Author:

Keywords:

Science & Technology, Life Sciences & Biomedicine, Pharmacology & Pharmacy, Virology, SARS-CoV-2, Antivirals, Primary human airway epithelial cells, Remdesivir, GS-441524, EIDD-1931, COMMON, VIRUS, DRUGS, Animals, Antiviral Agents, Cell Line, Chlorocebus aethiops, Drug Evaluation, Preclinical, Epithelial Cells, Humans, RNA, Viral, Vero Cells, Virus Replication, COVID-19 Drug Treatment, G0G4820N#55921570, 0605 Microbiology, 1108 Medical Microbiology, 1115 Pharmacology and Pharmaceutical Sciences, 3107 Microbiology, 3207 Medical microbiology, 3214 Pharmacology and pharmaceutical sciences

Abstract:

There are, besides remdesivir, no approved antivirals for the treatment of SARS-CoV-2 infections. To aid in the search for antivirals against this virus, we explored the use of human tracheal airway epithelial cells (HtAEC) and human small airway epithelial cells (HsAEC) grown at the air-liquid interface (ALI).
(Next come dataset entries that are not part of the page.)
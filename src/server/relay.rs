use tokio::io::{AsyncRead, AsyncReadExt, AsyncWrite, AsyncWriteExt};
use tokio_util::sync::CancellationToken;
use tracing::{error, trace};

// 32KB halves the syscall count on large result sets compared to 16KB.
const BUFFER_SIZE: usize = 32 * 1024;

#[derive(Debug, Clone, Copy)]
pub enum Direction {
    ClientToUpstream,
    UpstreamToClient,
}

/// Why a directional copy loop stopped.
#[derive(Debug)]
pub enum RelayEnd {
    /// The read side reached end-of-stream.
    ReadEof,
    /// The session was cancelled before this direction finished.
    Cancelled,
    ReadError(std::io::Error),
    WriteError(std::io::Error),
}

#[derive(Debug, Default, Clone, Copy)]
pub struct RelayTotals {
    pub bytes: u64,
    pub packets: u64,
}

#[derive(Debug)]
pub struct DirectionReport {
    pub end: RelayEnd,
    pub totals: RelayTotals,
}

/// Outcome of a full bidirectional relay.
#[derive(Debug)]
pub struct RelayReport {
    pub client_to_upstream: DirectionReport,
    pub upstream_to_client: DirectionReport,
}

impl RelayReport {
    /// The upstream connection may go back to the pool only when the client
    /// finished with a clean end-of-stream and the upstream leg saw no
    /// traffic failure of its own. An upstream EOF, an error on either leg,
    /// or an external cancellation all leave the connection in an unknown
    /// protocol state, so it must be discarded.
    pub fn upstream_reusable(&self) -> bool {
        matches!(self.client_to_upstream.end, RelayEnd::ReadEof)
            && matches!(self.upstream_to_client.end, RelayEnd::Cancelled)
    }
}

/// Relay bytes in both directions until one side finishes or `cancel` fires.
///
/// Bytes are forwarded opaquely and in arrival order; nothing is inspected
/// or rewritten. The first direction to stop cancels the other so no
/// half-open pipe lingers. No shutdown is propagated on either write half
/// here: the caller decides whether the upstream stream is pooled (and must
/// stay fully open) or dropped.
pub async fn relay_streams<CR, CW, UR, UW>(
    client_read: CR,
    client_write: CW,
    upstream_read: UR,
    upstream_write: UW,
    cancel: CancellationToken,
) -> RelayReport
where
    CR: AsyncRead + Unpin,
    CW: AsyncWrite + Unpin,
    UR: AsyncRead + Unpin,
    UW: AsyncWrite + Unpin,
{
    // Local token: lets whichever direction finishes first stop the other,
    // while still observing the session-level cancel.
    let local = cancel.child_token();

    let upload = async {
        let report = copy_direction(
            client_read,
            upstream_write,
            &local,
            Direction::ClientToUpstream,
        )
        .await;
        local.cancel();
        report
    };

    let download = async {
        let report = copy_direction(
            upstream_read,
            client_write,
            &local,
            Direction::UpstreamToClient,
        )
        .await;
        local.cancel();
        report
    };

    let (client_to_upstream, upstream_to_client) = tokio::join!(upload, download);

    RelayReport {
        client_to_upstream,
        upstream_to_client,
    }
}

async fn copy_direction<R, W>(
    mut reader: R,
    mut writer: W,
    cancel: &CancellationToken,
    direction: Direction,
) -> DirectionReport
where
    R: AsyncRead + Unpin,
    W: AsyncWrite + Unpin,
{
    let mut buffer = [0u8; BUFFER_SIZE];
    let mut totals = RelayTotals::default();

    loop {
        let read_result = tokio::select! {
            _ = cancel.cancelled() => {
                trace!("Direction {:?} cancelled", direction);
                return DirectionReport {
                    end: RelayEnd::Cancelled,
                    totals,
                };
            }
            result = reader.read(&mut buffer) => result,
        };

        let bytes_read = match read_result {
            Ok(0) => {
                trace!("Direction {:?} reached EOF", direction);
                return DirectionReport {
                    end: RelayEnd::ReadEof,
                    totals,
                };
            }
            Ok(n) => n,
            Err(e) => {
                error!("Read error on {:?}: {}", direction, e);
                return DirectionReport {
                    end: RelayEnd::ReadError(e),
                    totals,
                };
            }
        };

        if let Err(e) = writer.write_all(&buffer[..bytes_read]).await {
            error!("Write error on {:?}: {}", direction, e);
            return DirectionReport {
                end: RelayEnd::WriteError(e),
                totals,
            };
        }

        totals.bytes = totals.bytes.saturating_add(bytes_read as u64);
        totals.packets = totals.packets.saturating_add(1);
    }
}
pub mod error;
These cultures were infected at the apical side with one of two different SARS-CoV-2 isolates. Each virus was shown to replicate to high titers for extended periods of time (at least 8 days) and, in particular an isolate with the D614G in the spike (S) protein did so more efficiently at 35 °C than 37 °C. The effect of a selected panel of reference drugs that were added to the culture medium at the basolateral side of the system was explored. Remdesivir, GS-441524 (the parent nucleoside of remdesivir), EIDD-1931 (the parent nucleoside of molnupiravir) and IFN (β1 and λ1) all resulted in dose-dependent inhibition of viral RNA and infectious virus titers collected at the apical side. However, AT-511 (the free base form of AT-527 currently in clinical testing) failed to inhibit viral replication in these in vitro primary cell models. Together, these results provide a reference for further studies aimed at selecting SARS-CoV-2 inhibitors for further preclinical and clinical development.